Il serait dès lors possible de connaître le profil du client en mobilité soit par les informations qu’il a renseignées lors du chargement de l’application qui héberge le traceur, soit par l’analyse de ses déplacements (si le téléphone est régulièrement immobile de 23h à 7h à la même adresse sur une période d’1 mois il est probable qu’il s’agit de l’adresse de son domicile, même logique en journée pour identifier son lieu de travail ou d’autres habitudes…).
Ainsi, nous pourrions distinguer le volume des salariés, de celui des passagers ou des attendants parmi les utilisateurs des escalators et des ascenseurs.

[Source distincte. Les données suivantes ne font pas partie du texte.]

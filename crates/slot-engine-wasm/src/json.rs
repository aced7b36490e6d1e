//! JSON-string façade over slot-engine, shared by the `wasm-bindgen` exports.
//!
//! Errors are plain strings so this layer runs (and is tested) off the wasm target.

use serde::Serialize;
use slot_engine::display;
use slot_engine::{
    AddOutcome, DaySchedule, Interval, SlotField, TimeOfDay, Weekday, WeeklySchedule,
};

pub type JsonResult = Result<String, String>;

// ---------------------------------------------------------------------------
// DTOs
// ---------------------------------------------------------------------------

/// Result of a mutating call: the next schedule plus the affected slot.
#[derive(Serialize)]
#[serde(rename_all = "camelCase")]
struct MutationDto<'a> {
    schedule: &'a WeeklySchedule,
    slot: Option<Interval>,
    awaiting_wake_up: bool,
}

// ---------------------------------------------------------------------------
// Parsing helpers
// ---------------------------------------------------------------------------

fn parse_schedule(json: &str) -> Result<WeeklySchedule, String> {
    WeeklySchedule::from_json(json).map_err(|e| e.to_string())
}

fn parse_interval(json: &str) -> Result<Interval, String> {
    let raw: Interval =
        serde_json::from_str(json).map_err(|e| format!("Invalid interval JSON: {}", e))?;
    Interval::new(raw.start, raw.end).map_err(|e| e.to_string())
}

fn parse_day(day: &str) -> Result<Weekday, String> {
    day.parse().map_err(|e: slot_engine::SlotError| e.to_string())
}

fn parse_time(time: &str) -> Result<TimeOfDay, String> {
    time.parse().map_err(|e: slot_engine::SlotError| e.to_string())
}

/// Range-check `index` here: the engine treats a bad index as a bug and panics.
fn check_index(weekday: Weekday, day: &DaySchedule, index: usize) -> Result<(), String> {
    if index < day.len() {
        Ok(())
    } else {
        Err(format!(
            "{} has no slot {} (it has {} slot(s))",
            weekday,
            index,
            day.len()
        ))
    }
}

fn to_json<T: Serialize + ?Sized>(value: &T) -> JsonResult {
    serde_json::to_string(value).map_err(|e| format!("Serialization error: {}", e))
}

fn times_json(times: &[TimeOfDay]) -> JsonResult {
    to_json(times)
}

fn mutation(schedule: &WeeklySchedule, slot: Option<Interval>, awaiting_wake_up: bool) -> JsonResult {
    to_json(&MutationDto {
        schedule,
        slot,
        awaiting_wake_up,
    })
}

// ---------------------------------------------------------------------------
// Operations
// ---------------------------------------------------------------------------

pub fn empty_schedule() -> JsonResult {
    to_json(&WeeklySchedule::new())
}

pub fn overlaps(a_json: &str, b_json: &str) -> Result<bool, String> {
    let a = parse_interval(a_json)?;
    let b = parse_interval(b_json)?;
    Ok(a.overlaps(&b))
}

pub fn legal_start_times(schedule_json: &str, day: &str, index: usize) -> JsonResult {
    let schedule = parse_schedule(schedule_json)?;
    let weekday = parse_day(day)?;
    check_index(weekday, schedule.day(weekday), index)?;
    times_json(&schedule.day(weekday).legal_start_times(index))
}

pub fn legal_end_times(schedule_json: &str, day: &str, index: usize, start: &str) -> JsonResult {
    let schedule = parse_schedule(schedule_json)?;
    let weekday = parse_day(day)?;
    let start = parse_time(start)?;
    check_index(weekday, schedule.day(weekday), index)?;
    times_json(&schedule.day(weekday).legal_end_times(index, start))
}

pub fn wake_up_times(schedule_json: &str, day: &str) -> JsonResult {
    let schedule = parse_schedule(schedule_json)?;
    let weekday = parse_day(day)?;
    times_json(&schedule.day(weekday).wake_up_times())
}

pub fn add_slot(schedule_json: &str, day: &str) -> JsonResult {
    let mut schedule = parse_schedule(schedule_json)?;
    let weekday = parse_day(day)?;
    match schedule.day_mut(weekday).add_slot().map_err(|e| e.to_string())? {
        AddOutcome::AwaitingWakeUp => mutation(&schedule, None, true),
        AddOutcome::Added(slot) => mutation(&schedule, Some(slot), false),
    }
}

pub fn set_wake_up_time(schedule_json: &str, day: &str, time: &str) -> JsonResult {
    let mut schedule = parse_schedule(schedule_json)?;
    let weekday = parse_day(day)?;
    let time = parse_time(time)?;
    let slot = schedule
        .day_mut(weekday)
        .set_wake_up_time(time)
        .map_err(|e| e.to_string())?;
    mutation(&schedule, Some(slot), false)
}

pub fn update_slot(schedule_json: &str, day: &str, index: usize, field: &str, time: &str) -> JsonResult {
    let mut schedule = parse_schedule(schedule_json)?;
    let weekday = parse_day(day)?;
    let field: SlotField = field.parse().map_err(|e: slot_engine::SlotError| e.to_string())?;
    let time = parse_time(time)?;
    check_index(weekday, schedule.day(weekday), index)?;
    let slot = schedule
        .day_mut(weekday)
        .update_slot(index, field, time)
        .map_err(|e| e.to_string())?;
    mutation(&schedule, Some(slot), false)
}

pub fn remove_slot(schedule_json: &str, day: &str, index: usize) -> JsonResult {
    let mut schedule = parse_schedule(schedule_json)?;
    let weekday = parse_day(day)?;
    check_index(weekday, schedule.day(weekday), index)?;
    let slot = schedule.day_mut(weekday).remove_slot(index);
    mutation(&schedule, Some(slot), false)
}

pub fn layout(interval_json: &str) -> JsonResult {
    let interval = parse_interval(interval_json)?;
    to_json(&interval.layout())
}

pub fn format_time_12h(time: &str) -> JsonResult {
    Ok(display::format_12_hour(parse_time(time)?))
}

pub fn hour_labels() -> JsonResult {
    to_json(&display::hour_labels())
}
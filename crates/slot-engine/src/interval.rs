//! Time slots within a single day, the inclusive overlap rule, and grid layout.
//!
//! Unlike calendar conflict detection, slots that merely touch (one ends exactly when
//! the next starts) DO overlap here. Consecutive blocks must keep a visible gap.

use std::fmt;

use serde::{Deserialize, Serialize};

use crate::error::{Result, SlotError};
use crate::time::TimeOfDay;

/// Vertical scale of the day grid.
pub const PIXELS_PER_HOUR: f64 = 40.0;

/// Height of a full 24-hour grid at [`PIXELS_PER_HOUR`].
pub const GRID_HEIGHT: f64 = 24.0 * PIXELS_PER_HOUR;

/// A contiguous block of time within one day.
#[derive(Debug, Clone, Copy, PartialEq, Eq, Hash, Serialize, Deserialize)]
pub struct Interval {
    pub start: TimeOfDay,
    pub end: TimeOfDay,
}

/// Pixel placement of an interval on the day grid.
#[derive(Debug, Clone, Copy, PartialEq, Serialize, Deserialize)]
pub struct Layout {
    pub top: f64,
    pub height: f64,
}

impl Interval {
    /// Build an interval, rejecting `start >= end`.
    pub fn new(start: TimeOfDay, end: TimeOfDay) -> Result<Self> {
        let interval = Self { start, end };
        interval.check_well_formed()?;
        Ok(interval)
    }

    pub fn is_well_formed(&self) -> bool {
        self.start < self.end
    }

    pub(crate) fn check_well_formed(&self) -> Result<()> {
        if self.is_well_formed() {
            Ok(())
        } else {
            Err(SlotError::EmptyInterval {
                start: self.start.to_string(),
                end: self.end.to_string(),
            })
        }
    }

    pub fn duration_minutes(&self) -> u16 {
        self.end.minutes().saturating_sub(self.start.minutes())
    }

    /// Whether `time` lies within `[start, end]`, both ends inclusive.
    pub fn contains(&self, time: TimeOfDay) -> bool {
        self.start <= time && time <= self.end
    }

    /// Inclusive overlap: `self` starts or ends inside `other`, or fully contains it.
    ///
    /// Touching boundaries (`self.end == other.start`) count as overlapping.
    pub fn overlaps(&self, other: &Interval) -> bool {
        other.contains(self.start)
            || other.contains(self.end)
            || (self.start <= other.start && self.end >= other.end)
    }

    /// Placement on the default 40 px/hour grid.
    pub fn layout(&self) -> Layout {
        self.layout_scaled(PIXELS_PER_HOUR)
    }

    pub fn layout_scaled(&self, pixels_per_hour: f64) -> Layout {
        let start = f64::from(self.start.minutes());
        let end = f64::from(self.end.minutes());
        Layout {
            top: (start / 60.0) * pixels_per_hour,
            height: ((end - start) / 60.0) * pixels_per_hour,
        }
    }
}

impl fmt::Display for Interval {
    fn fmt(&self, f: &mut fmt::Formatter<'_>) -> fmt::Result {
        write!(f, "{}-{}", self.start, self.end)
    }
}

Et si parmi ces clients, certains acceptaient d’être « Opt in » vis-à-vis de ce traceur, c’est-à-dire acceptent de manière éclairée et explicite que leur mobilité soit analysée de manière individuelle, cela nous permettrait d’aller encore plus loin et de connaître leurs motifs d’utilisation des escalators, soit par observation directe, soit par interrogation a posteriori.
Que rêver de plus pour après demain ?
Surfer sur la multi connexion des objets entre eux y compris nos téléphones : si les passagers et les attendants portent un outil de type « Google Glass » et que j’ai accès aux données, « une petite analyse de données  » et j’ai toutes mes réponses : je sais combien sont là, pendant combien de temps, ce qu’ils font, où ils vont, même ce qu’ils ressentent, et, la masse de données collectées H24 sur peu d’individus compensera la perte d’exhaustivité de la cible analysée. Irons-nous vraiment jusque-là ?

On perçoit bien que les mesures de flux vont encore s’affiner, mais la limite de la liberté de l’individu ne nous permettra jamais d’aller aussi loin que la technologie nous permettrait d’aller si on l’ignorait.
A nous professionnels des études de garder le lien de confiance et de respect avec le client en mobilité que l’on souhaite observer et comprendre, car c’est à cette condition que nous irons ensemble le plus loin possible dans l’usage des technologies actuelles et futures, qui révolutionnent la mesure de flux.
Enfin, chose promise, chose due : le double escalator a-t-il été supprimé ?
Oui ! Et il n’y a pas de saturation des ascenseurs. L’étude a montré que les clients utilisaient en particulier les escalators pour remonter au niveau départ afin de boire un café et utiliser les toilettes : nous avons donc installé un espace boisson à côté de l’espace d’attente et amplifié la signalétique indiquant la présence de blocs sanitaires au niveau des arrivées. Cela a suffi pour limiter suffisamment le déplacement vertical qui se reporte donc sans souci sur les triplex d’ascenseurs.[/vc_column_text][/vc_column][/vc_row]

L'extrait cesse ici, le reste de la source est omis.